Nesprins act as linkers and provide scaffolds for multiple sub-cellular compartments. Traditionally, the nesprins are known for their linker of nucleoskeleton to cytoskeleton (LINC) complex functions in linking the nuclear envelope (NE) to components of the cytoskeleton. However, through alternative transcription the nesprins are capable of generating multiple tissue specific isoforms that localise to multiple sub-cellular compartments. Klarsicht, ANC-1 and Syne Homology (KASH) domain isoforms can localise to the inner nuclear membrane (INM) and/or the outer nuclear membrane (ONM). At the INM, they interact with components of the nuclear lamina, including lamin A/C and emerin. On the ONM, they interact directly or indirectly with all 3 major cytoskeletal filaments; F-actin (Nesprin-1 and -2), intermediate filaments (IFs) (Nesprin-3 via plectin) and microtubules (MTs) (Nesprin-4 via kif5b and nesprin-1/-2 via dynein and kinesin-1). Additional nesprin-1 and nesprin-2 KASH variants on the ONM may link other cytosolic protein complexes or organelles, such as the Golgi or mitochondria, to the NE. KASH-less nesprin variants have been identified in multiple cytoplasmic and nuclear compartments including focal adhesions, F-actin, the Golgi, microtubules, promyelocytic (PML) bodies and the nucleolus. Question marks represent unidentified protein complexes, organelles or functions associated with various isoforms.

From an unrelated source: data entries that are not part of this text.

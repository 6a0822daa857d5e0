//! Analysis thresholds configuration
//!
//! Every section defaults to the documented bands, so an empty environment
//! yields a working engine.

use rust_decimal::Decimal;
use serde::Deserialize;

use super::error::ValidationError;
use crate::domain::analysis::{DifThresholds, ItemThresholds, ReliabilityThresholds};

/// Thresholds for all calculators
#[derive(Debug, Clone, Default, Deserialize)]
pub struct AnalysisConfig {
    /// Item difficulty/discrimination bands
    #[serde(default)]
    pub item: ItemThresholds,

    /// Reliability sample gates and alpha bands
    #[serde(default)]
    pub reliability: ReliabilityThresholds,

    /// DIF sample gates and stratification
    #[serde(default)]
    pub dif: DifThresholds,

    /// Health report settings
    #[serde(default)]
    pub health: HealthConfig,
}

/// Health report settings
#[derive(Debug, Clone, Deserialize)]
pub struct HealthConfig {
    /// How many flagged items the report lists
    #[serde(default = "default_top_flagged")]
    pub top_flagged: usize,
}

impl Default for HealthConfig {
    fn default() -> Self {
        Self {
            top_flagged: default_top_flagged(),
        }
    }
}

fn default_top_flagged() -> usize {
    10
}

impl AnalysisConfig {
    /// Validate analysis configuration
    pub fn validate(&self) -> Result<(), ValidationError> {
        let item = &self.item;
        unit_interval("item.difficulty_low", item.difficulty_low)?;
        unit_interval("item.difficulty_high", item.difficulty_high)?;
        unit_interval("item.discrimination_excellent", item.discrimination_excellent)?;
        unit_interval("item.discrimination_usable", item.discrimination_usable)?;
        unit_interval("item.discrimination_warning", item.discrimination_warning)?;
        unit_interval("item.discrimination_critical", item.discrimination_critical)?;
        if item.difficulty_low > item.difficulty_high {
            return Err(ValidationError::InvertedBand("item difficulty_low > difficulty_high"));
        }
        if item.discrimination_usable > item.discrimination_excellent {
            return Err(ValidationError::InvertedBand(
                "item discrimination_usable > discrimination_excellent",
            ));
        }
        if item.discrimination_critical > item.discrimination_warning {
            return Err(ValidationError::InvertedBand(
                "item discrimination_critical > discrimination_warning",
            ));
        }
        if item.min_responses == 0 {
            return Err(ValidationError::MustBePositive("item.min_responses"));
        }

        let reliability = &self.reliability;
        unit_interval("reliability.reliable", reliability.reliable)?;
        unit_interval("reliability.acceptable", reliability.acceptable)?;
        if reliability.acceptable > reliability.reliable {
            return Err(ValidationError::InvertedBand(
                "reliability acceptable > reliable",
            ));
        }
        if reliability.completeness_percent.value() == 0
            || reliability.completeness_percent.value() > 100
        {
            return Err(ValidationError::InvalidCompleteness);
        }

        let dif = &self.dif;
        unit_interval("dif.correct_threshold", dif.correct_threshold)?;
        if dif.strata_count == 0 {
            return Err(ValidationError::MustBePositive("dif.strata_count"));
        }
        if dif.min_group_size == 0 {
            return Err(ValidationError::MustBePositive("dif.min_group_size"));
        }

        if self.health.top_flagged == 0 {
            return Err(ValidationError::MustBePositive("health.top_flagged"));
        }
        Ok(())
    }
}

fn unit_interval(name: &'static str, value: Decimal) -> Result<(), ValidationError> {
    if value < Decimal::ZERO || value > Decimal::ONE {
        return Err(ValidationError::ThresholdOutOfRange(name));
    }
    Ok(())
}
//! Psychometric Analysis Engine - service entry point
//!
//! Loads configuration, connects to PostgreSQL, runs migrations, starts the
//! scheduled recalculation job and serves the HTTP API until shutdown.

use std::sync::Arc;

use anyhow::{Context, Result};
use sqlx::postgres::PgPoolOptions;
use tokio::signal;
use tokio::sync::watch;
use tracing::{error, info};
use tracing_subscriber::{layer::SubscriberExt, util::SubscriberInitExt, EnvFilter};

use psychometric_engine::adapters::http::{build_router, PsychometricsAppState};
use psychometric_engine::adapters::postgres::{
    PostgresItemCatalog, PostgresItemStatisticsRepository, PostgresReliabilityRepository,
    PostgresResponseSource,
};
use psychometric_engine::application::{RecalculationJob, RecalculationJobConfig};
use psychometric_engine::config::{AppConfig, LogFormat, ServerConfig};

#[tokio::main]
async fn main() -> Result<()> {
    let config = AppConfig::load().context("Failed to load configuration")?;
    init_tracing(&config.server);
    config.validate().context("Invalid configuration")?;

    info!(
        environment = ?config.server.environment,
        job_enabled = config.job.enabled,
        "Starting psychometric engine"
    );

    // Database
    let pool = PgPoolOptions::new()
        .min_connections(config.database.min_connections)
        .max_connections(config.database.max_connections)
        .acquire_timeout(config.database.acquire_timeout())
        .idle_timeout(config.database.idle_timeout())
        .max_lifetime(config.database.max_lifetime())
        .connect(config.database.url())
        .await
        .context("Failed to connect to database")?;

    if config.database.run_migrations {
        sqlx::migrate!("./migrations")
            .run(&pool)
            .await
            .context("Failed to run migrations")?;
        info!("Database migrations applied");
    }

    // Adapters and handlers
    let state = PsychometricsAppState::new(
        Arc::new(PostgresItemCatalog::new(pool.clone())),
        Arc::new(PostgresResponseSource::new(pool.clone())),
        Arc::new(PostgresItemStatisticsRepository::new(pool.clone())),
        Arc::new(PostgresReliabilityRepository::new(pool.clone())),
        &config.analysis,
        config.job.progress_log_every,
    );

    // Scheduled recalculation
    let (shutdown_tx, shutdown_rx) = watch::channel(false);
    let job_handle = if config.job.enabled {
        let job = RecalculationJob::new(
            state.calculate_item_statistics.clone(),
            state.calculate_reliability.clone(),
            RecalculationJobConfig::default()
                .with_interval(config.job.interval())
                .with_run_on_start(config.job.run_on_start),
        );
        Some(tokio::spawn(async move {
            if let Err(e) = job.run(shutdown_rx).await {
                error!(error = %e, "Recalculation job stopped with error");
            }
        }))
    } else {
        info!("Scheduled recalculation disabled");
        None
    };

    // HTTP server
    let addr = config.server.socket_addr().context("Invalid bind address")?;
    let app = build_router(state, &config.server);
    let listener = tokio::net::TcpListener::bind(addr)
        .await
        .context("Failed to bind to address")?;

    info!(%addr, "HTTP server listening");

    axum::serve(listener, app)
        .with_graceful_shutdown(shutdown_signal())
        .await
        .context("Server error")?;

    // Stop the job between entities and wait for it
    let _ = shutdown_tx.send(true);
    if let Some(handle) = job_handle {
        if let Err(e) = handle.await {
            error!(error = %e, "Recalculation job task failed");
        }
    }

    pool.close().await;
    info!("Shutdown complete");
    Ok(())
}

fn init_tracing(server: &ServerConfig) {
    let filter = EnvFilter::try_from_default_env()
        .unwrap_or_else(|_| EnvFilter::new(&server.log_level));

    let registry = tracing_subscriber::registry().with(filter);
    match server.log_format {
        LogFormat::Json => registry.with(tracing_subscriber::fmt::layer().json()).init(),
        LogFormat::Pretty => registry.with(tracing_subscriber::fmt::layer()).init(),
    }
}

/// Resolves on Ctrl+C or SIGTERM.
async fn shutdown_signal() {
    let ctrl_c = async {
        if let Err(e) = signal::ctrl_c().await {
            error!(error = %e, "Failed to install Ctrl+C handler");
            std::future::pending::<()>().await;
        }
    };

    #[cfg(unix)]
    let terminate = async {
        match signal::unix::signal(signal::unix::SignalKind::terminate()) {
            Ok(mut sigterm) => {
                sigterm.recv().await;
            }
            Err(e) => {
                error!(error = %e, "Failed to install SIGTERM handler");
                std::future::pending::<()>().await;
            }
        }
    };

    #[cfg(not(unix))]
    let terminate = std::future::pending::<()>();

    tokio::select! {
        _ = ctrl_c => info!("Received Ctrl+C, shutting down"),
        _ = terminate => info!("Received terminate signal, shutting down"),
    }
}
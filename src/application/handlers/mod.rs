//! Application handlers.
//!
//! Command and query handlers that orchestrate the calculators over the ports,
//! plus the scheduled recalculation job.

pub mod batch;
pub mod dif;
pub mod health;
pub mod item;
pub mod recalculation_job;
pub mod reliability;

pub use batch::BatchSummary;
pub use dif::{RunDifAnalysisCommand, RunDifAnalysisHandler};
pub use health::GetHealthReportHandler;
pub use item::{
    ActivateItemCommand, ActivateItemHandler, ActivateItemResult, CalculateItemStatisticsCommand,
    CalculateItemStatisticsHandler, CalculateItemStatisticsResult, FlaggedItemsFilter,
    GetItemStatisticsHandler, GetItemStatisticsQuery, ListFlaggedItemsHandler, RetireItemCommand,
    RetireItemHandler, RetireItemResult,
};
pub use recalculation_job::{RecalculationJob, RecalculationJobConfig};
pub use reliability::{CalculateReliabilityHandler, GetReliabilityHandler};
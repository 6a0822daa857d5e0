//! Item lifecycle rules.
//!
//! Maps freshly calculated metrics to the validity status an item should
//! hold, with a human-readable reason for the audit trail.

use rust_decimal::Decimal;

use super::ValidityStatus;
use crate::domain::analysis::{ItemMetrics, ItemThresholds};

/// Target status and the reason for it.
#[derive(Debug, Clone, PartialEq, Eq)]
pub struct StatusDecision {
    pub status: ValidityStatus,
    pub reason: String,
}

impl StatusDecision {
    fn new(status: ValidityStatus, reason: impl Into<String>) -> Self {
        Self {
            status,
            reason: reason.into(),
        }
    }
}

/// Status rules for items.
pub struct ItemLifecycle;

impl ItemLifecycle {
    /// Decides the status implied by `metrics`.
    ///
    /// # Rules
    /// - Undefined metrics: `Probation`
    /// - Negative discrimination: `Retired`, unconditionally
    /// - Excellent discrimination with difficulty in band: `Active`
    /// - Anything else with defined metrics: `FlaggedForReview`
    pub fn evaluate(metrics: &ItemMetrics, thresholds: &ItemThresholds) -> StatusDecision {
        let (Some(difficulty), Some(discrimination)) = (metrics.difficulty, metrics.discrimination)
        else {
            return StatusDecision::new(
                ValidityStatus::Probation,
                format!(
                    "Insufficient responses: {} of {} required",
                    metrics.response_count, thresholds.min_responses
                ),
            );
        };

        if discrimination < Decimal::ZERO {
            return StatusDecision::new(
                ValidityStatus::Retired,
                format!(
                    "Negative discrimination ({}): high scorers do worse on this item",
                    discrimination
                ),
            );
        }

        let in_band = thresholds.difficulty_in_band(difficulty);
        if discrimination >= thresholds.discrimination_excellent && in_band {
            return StatusDecision::new(
                ValidityStatus::Active,
                format!(
                    "Meets quality bar: discrimination {}, difficulty {}",
                    discrimination, difficulty
                ),
            );
        }

        let reason = if discrimination >= thresholds.discrimination_usable && !in_band {
            format!(
                "Difficulty {} outside [{}, {}]",
                difficulty, thresholds.difficulty_low, thresholds.difficulty_high
            )
        } else if discrimination >= thresholds.discrimination_usable {
            format!("Marginal discrimination ({})", discrimination)
        } else {
            format!(
                "Low discrimination ({}) below {}",
                discrimination, thresholds.discrimination_usable
            )
        };
        StatusDecision::new(ValidityStatus::FlaggedForReview, reason)
    }

    /// Entry criteria for manual activation.
    ///
    /// Returns the list of unmet criteria; empty when activation is allowed.
    pub fn activation_blockers(metrics: &ItemMetrics, thresholds: &ItemThresholds) -> Vec<String> {
        let mut blockers = Vec::new();

        if metrics.response_count < thresholds.min_responses {
            blockers.push(format!(
                "needs {} responses, has {}",
                thresholds.min_responses, metrics.response_count
            ));
        }
        match metrics.discrimination {
            Some(d) if d >= thresholds.discrimination_excellent => {}
            Some(d) => blockers.push(format!(
                "discrimination {} below {}",
                d, thresholds.discrimination_excellent
            )),
            None => blockers.push("discrimination undefined".to_string()),
        }
        match metrics.difficulty {
            Some(p) if thresholds.difficulty_in_band(p) => {}
            Some(p) => blockers.push(format!(
                "difficulty {} outside [{}, {}]",
                p, thresholds.difficulty_low, thresholds.difficulty_high
            )),
            None => blockers.push("difficulty undefined".to_string()),
        }

        blockers
    }
}
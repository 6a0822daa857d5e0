//! Item statistics repository port.
//!
//! Persists `ItemStatistics` records and answers the "requires review" and
//! "problematic" queries.
//!
//! # Design
//!
//! - **Atomic updates**: `modify` runs read, change and write as one unit so a
//!   manual retire racing a scheduled recalculation cannot lose either update
//! - **Never deletes**: records only change status

use async_trait::async_trait;

use crate::domain::foundation::{DomainError, ItemId};
use crate::domain::item::{ItemError, ItemStatistics};

/// Change applied inside [`ItemStatisticsRepository::modify`].
///
/// Receives the stored record (`None` on first calculation) and returns the
/// record to store. Returning an error aborts without writing.
pub type StatisticsUpdate =
    Box<dyn FnOnce(Option<ItemStatistics>) -> Result<ItemStatistics, ItemError> + Send>;

/// Repository port for item statistics.
#[async_trait]
pub trait ItemStatisticsRepository: Send + Sync {
    /// Find statistics for an item. Returns `None` if never calculated.
    async fn find_by_id(&self, id: &ItemId) -> Result<Option<ItemStatistics>, DomainError>;

    /// All records, ordered by item id.
    async fn find_all(&self) -> Result<Vec<ItemStatistics>, DomainError>;

    /// Records in `FlaggedForReview`.
    async fn find_requiring_review(&self) -> Result<Vec<ItemStatistics>, DomainError>;

    /// Records with a difficulty flag or critical/negative discrimination.
    async fn find_problematic(&self) -> Result<Vec<ItemStatistics>, DomainError>;

    /// Insert or replace a record.
    async fn save(&self, stats: &ItemStatistics) -> Result<(), DomainError>;

    /// Atomic read-modify-write of one record.
    ///
    /// # Errors
    ///
    /// - whatever `update` returns
    /// - `Infrastructure` on persistence failure
    async fn modify(&self, id: &ItemId, update: StatisticsUpdate) -> Result<ItemStatistics, ItemError>;
}
//! DIF analysis handlers.

mod run_dif_analysis;

pub use run_dif_analysis::{RunDifAnalysisCommand, RunDifAnalysisHandler};
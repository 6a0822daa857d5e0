//! Percentage value object (0-100 scale).

use serde::{Deserialize, Serialize};
use std::fmt;

/// A value between 0 and 100 inclusive.
#[derive(Debug, Clone, Copy, PartialEq, Eq, PartialOrd, Ord, Hash, Serialize, Deserialize)]
#[serde(transparent)]
pub struct Percentage(u8);

impl Percentage {
    /// Zero percent.
    pub const ZERO: Self = Self(0);

    /// One hundred percent.
    pub const HUNDRED: Self = Self(100);

    /// Creates a new Percentage, clamping to valid range.
    pub fn new(value: u8) -> Self {
        Self(value.min(100))
    }

    /// Returns the value as u8.
    pub fn value(&self) -> u8 {
        self.0
    }

    /// Returns true when `part` is at least this percentage of `whole`.
    ///
    /// Uses integer arithmetic so the cut-off is identical wherever it is
    /// applied. A zero `whole` is never covered.
    pub fn covers(&self, part: usize, whole: usize) -> bool {
        whole > 0 && part * 100 >= usize::from(self.0) * whole
    }
}

impl Default for Percentage {
    fn default() -> Self {
        Self::ZERO
    }
}

impl fmt::Display for Percentage {
    fn fmt(&self, f: &mut fmt::Formatter<'_>) -> fmt::Result {
        write!(f, "{}%", self.0)
    }
}
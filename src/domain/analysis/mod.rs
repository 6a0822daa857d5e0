//! Analysis Module - Pure psychometric calculators.
//!
//! This module contains the stateless computations of the engine. They take
//! a [`ScoreMatrix`] (and thresholds) as input and return computed results;
//! no ports or adapters are involved.
//!
//! # Components
//!
//! - `ScoreMatrixBuilder` - Accumulates streamed responses into a matrix
//! - `ItemStatisticsCalculator` - Difficulty, discrimination, distractors
//! - `ReliabilityCalculator` - Cronbach's alpha and alpha-if-item-deleted
//! - `DifAnalysisEngine` - Mantel-Haenszel DIF with ETS classification
//!
//! All numbers are `Decimal` and rounded half-up to four places on the way
//! out.

mod dif_engine;
mod errors;
mod item_statistics_calculator;
mod reliability_calculator;
mod score_matrix;
pub mod stats;
mod stratification;

pub use dif_engine::{
    ContingencyCell, DifAnalysisEngine, DifAnalysisResult, DifClassification, DifDirection,
    DifItemResult, DifRequest, DifThresholds, MantelHaenszel, RespondentGroup,
};
pub use errors::AnalysisError;
pub use item_statistics_calculator::{
    DifficultyFlag, DiscriminationFlag, DistractorTally, ItemMetrics, ItemOptions,
    ItemStatisticsCalculator, ItemThresholds, OptionSelection,
};
pub use reliability_calculator::{ReliabilityCalculator, ReliabilityOutcome, ReliabilityThresholds};
pub use score_matrix::{RawResponse, ScoreMatrix, ScoreMatrixBuilder};
pub use stratification::{stratify, AbilityStratum, GroupFlag, RespondentData};
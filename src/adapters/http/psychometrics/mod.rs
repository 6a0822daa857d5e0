//! HTTP adapter for psychometric endpoints.
//!
//! Exposes the engine via REST API:
//! - `GET /api/items/:item_id/statistics` - Stored item statistics
//! - `GET /api/items/requiring-review` - Items flagged for review
//! - `GET /api/items/problematic` - Items with severe flags
//! - `POST /api/items/:item_id/statistics/recalculate` - Recompute one item
//! - `POST /api/items/:item_id/retire` - Manual retirement
//! - `POST /api/items/:item_id/activate` - Manual activation
//! - `GET /api/reliability/competencies/:competency_id` - Competency alpha
//! - `GET /api/reliability/traits/:trait_id` - Trait alpha
//! - `POST /api/dif-analysis` - Mantel-Haenszel DIF
//! - `GET /api/health-report` - Bank health snapshot

pub mod dto;
pub mod handlers;
pub mod routes;

pub use handlers::{ApiError, PsychometricsAppState};
pub use routes::psychometrics_router;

The primary function of nesprins as cellular scaffolds and linkers suggests more needs to be done in identifying nesprin interacting proteins. To date, many nesprin binding partners have been identified; however, these are likely to represent only a small proportion of total interactors. More importantly, most binding partners are yet to be mapped to specific isoforms. Whether a protein which interacts with a specific SR in one variant is capable of interacting with the same SR in additional variants is yet to be examined. There is the possibility that proteins may be unable to bind to a common SR in different variants through steric hindrance brought about by additional interacting proteins associating with nearby SRs in some variants. SRs are composed of three α-helical bundles, where the first and last helices of an SR are also included in the final helix and the first helix of the two adjacent SRs, respectively. Therefore, depending on which start site is used to generate individual isoforms, or if any isoforms have altered alternative exon splicing, it is likely that the α-helical structures utilised in a single SR could be altered in different variants, leading to a change in strength or abolishment, of protein binding to a common SR. Therefore, the identification of isoform specific binding partners, either from yeast-2-hybrid screens or pull-down experiments using exogenous tagged isoforms, is a necessity if the true extent of nesprin scaffolding is to be elucidated. Furthermore, binding partners from multiple tissues and cell lines may need to be obtained, given certain nesprin variants have distinctive localisations and therefore probable altered scaffolding functions in different cell lines.